## ASSIGNED TASK
Find the lines of the listing that contain the string "PlaceBody", and return them.

SUPPLIED MATERIAL below:

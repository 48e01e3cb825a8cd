// Allow non-snake_case names for JSON serialization compatibility with the web frontend
#![allow(non_snake_case)]

pub mod bridge;
pub mod commands;
pub mod error;
pub mod models;
pub mod rpc;
pub mod storage;

pub use error::{AppError, Result};
pub use rpc::{invoke, Reply};
pub use storage::{initStorage, Storage, StorageState};

pub const APP_NAME: &str = "Kanban Board";
pub const APP_VERSION: &str = env!("CARGO_PKG_VERSION");
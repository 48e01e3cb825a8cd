// Common helpers for commands
// All using camelCase for direct JSON compatibility

use chrono::{DateTime, Local};
use std::path::Path;
use std::time::{SystemTime, UNIX_EPOCH};

const IMAGE_EXTENSIONS: [&str; 6] = ["jpg", "jpeg", "png", "gif", "bmp", "webp"];

/// Local time as an RFC 3339 string
pub fn nowIso() -> String {
    Local::now().to_rfc3339()
}

/// Timestamp used in backup file names (YYYYMMDD_HHMMSS)
pub fn fileTimestamp(at: DateTime<Local>) -> String {
    at.format("%Y%m%d_%H%M%S").to_string()
}

/// Milliseconds since the epoch, 0 for times before it
pub fn toMillis(time: SystemTime) -> i64 {
    time.duration_since(UNIX_EPOCH)
        .map(|d| d.as_millis() as i64)
        .unwrap_or(0)
}

fn extension(path: &Path) -> String {
    path.extension()
        .and_then(|e| e.to_str())
        .map(|e| e.to_ascii_lowercase())
        .unwrap_or_default()
}

pub fn isImage(path: &Path) -> bool {
    IMAGE_EXTENSIONS.contains(&extension(path).as_str())
}

/// MIME type from the file extension
pub fn mimeType(path: &Path) -> &'static str {
    match extension(path).as_str() {
        "jpg" | "jpeg" => "image/jpeg",
        "png" => "image/png",
        "gif" => "image/gif",
        "bmp" => "image/bmp",
        "webp" => "image/webp",
        "pdf" => "application/pdf",
        "txt" => "text/plain",
        _ => "application/octet-stream",
    }
}

#[cfg(test)]
mod tests {
    use super::*;
    use chrono::TimeZone;

    #[test]
    fn test_mime_table() {
        assert_eq!(mimeType(Path::new("a.JPG")), "image/jpeg");
        assert_eq!(mimeType(Path::new("a.jpeg")), "image/jpeg");
        assert_eq!(mimeType(Path::new("a.png")), "image/png");
        assert_eq!(mimeType(Path::new("a.gif")), "image/gif");
        assert_eq!(mimeType(Path::new("a.bmp")), "image/bmp");
        assert_eq!(mimeType(Path::new("a.webp")), "image/webp");
        assert_eq!(mimeType(Path::new("a.pdf")), "application/pdf");
        assert_eq!(mimeType(Path::new("a.txt")), "text/plain");
        assert_eq!(mimeType(Path::new("a.docx")), "application/octet-stream");
        assert_eq!(mimeType(Path::new("README")), "application/octet-stream");
    }

    #[test]
    fn test_is_image() {
        assert!(isImage(Path::new("shot.PNG")));
        assert!(isImage(Path::new("x.webp")));
        assert!(!isImage(Path::new("x.pdf")));
        assert!(!isImage(Path::new("png")));
    }

    #[test]
    fn test_file_timestamp() {
        let at = Local.with_ymd_and_hms(2025, 3, 7, 9, 5, 1).unwrap();
        assert_eq!(fileTimestamp(at), "20250307_090501");
    }
}
// simulation/mod.rs
// Re-exports and module declarations for simulation submodules

pub mod force_law;
pub mod forces;
pub mod simulation;
pub use simulation::*;
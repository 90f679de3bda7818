// init_config.rs
// Handles loading and parsing the run configuration from particle_life.toml

use serde::{Deserialize, Serialize};
use std::fs;
use std::path::Path;

use crate::config::SimConfig;
use crate::error::Result;

pub const DEFAULT_CONFIG_PATH: &str = "particle_life.toml";

#[derive(Debug, Default, Deserialize, Serialize)]
pub struct InitConfig {
    #[serde(default)]
    pub simulation: SimConfig,
    #[serde(default)]
    pub run: RunConfig,
}

/// Settings for the headless driver.
#[derive(Debug, Clone, Deserialize, Serialize)]
#[serde(default)]
pub struct RunConfig {
    /// Number of frames to run. Runs until the process is stopped when omitted.
    pub frames: Option<u64>,
    /// Emit a summary line every N frames.
    pub log_every: u64,
    /// Ask for a fresh rule matrix every N frames.
    pub regenerate_every: Option<u64>,
}

impl Default for RunConfig {
    fn default() -> Self {
        Self {
            frames: Some(600),
            log_every: 60,
            regenerate_every: None,
        }
    }
}

impl InitConfig {
    pub fn load_from_file<P: AsRef<Path>>(path: P) -> Result<Self> {
        let content = fs::read_to_string(path)?;
        Self::from_toml_str(&content)
    }

    pub fn from_toml_str(content: &str) -> Result<Self> {
        let config: InitConfig = toml::from_str(content)?;
        config.simulation.validate()?;
        Ok(config)
    }

    pub fn load_default() -> Result<Self> {
        Self::load_from_file(DEFAULT_CONFIG_PATH)
    }
}
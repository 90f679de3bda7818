// commands.rs
// SimCommand messages sent to a running simulation from other threads

use crate::simulation::Simulation;
use ultraviolet::Vec2;

/// Requests from input/render collaborators.
///
/// Commands are queued on the simulation's channel and only applied at the
/// start of the next `step`, before the grid is rebuilt.
#[derive(Clone, Debug, PartialEq)]
pub enum SimCommand {
    /// Replace the rule matrix with a fresh random one.
    RegenerateRules,
    /// Resize the play area.
    SetBounds { width: f32, height: f32 },
    /// Move one body to a point.
    PlaceBody { index: usize, x: f32, y: f32 },
}

/// Process a single SimCommand
pub fn handle_command(cmd: SimCommand, simulation: &mut Simulation) {
    log::trace!("frame {}: handling {:?}", simulation.frame, cmd);
    match cmd {
        SimCommand::RegenerateRules => simulation.regenerate_rules(),
        SimCommand::SetBounds { width, height } => simulation.set_bounds(width, height),
        SimCommand::PlaceBody { index, x, y } => simulation.place_body(index, Vec2::new(x, y)),
    }
}
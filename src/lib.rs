// lib.rs
// Crate root: module declarations and the global profiler

pub mod app;
pub mod body;
pub mod cell_list;
pub mod commands;
pub mod config;
pub mod error;
pub mod init_config;
pub mod partition;
pub mod profiler;
pub mod simulation;
pub mod spawn;
pub mod species;

pub use error::{Result, SimError};
pub use simulation::{PointInfluence, Simulation};

#[cfg(feature = "profiling")]
use once_cell::sync::Lazy;
#[cfg(feature = "profiling")]
use parking_lot::Mutex;

#[cfg(feature = "profiling")]
pub static PROFILER: Lazy<Mutex<profiler::Profiler>> =
    Lazy::new(|| Mutex::new(profiler::Profiler::new()));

End of SUPPLIED MATERIAL.

## EXERCISE ANSWER
    PlaceBody { index: usize, x: f32, y: f32 },
        SimCommand::PlaceBody { index, x, y } => simulation.place_body(index, Vec2::new(x, y)),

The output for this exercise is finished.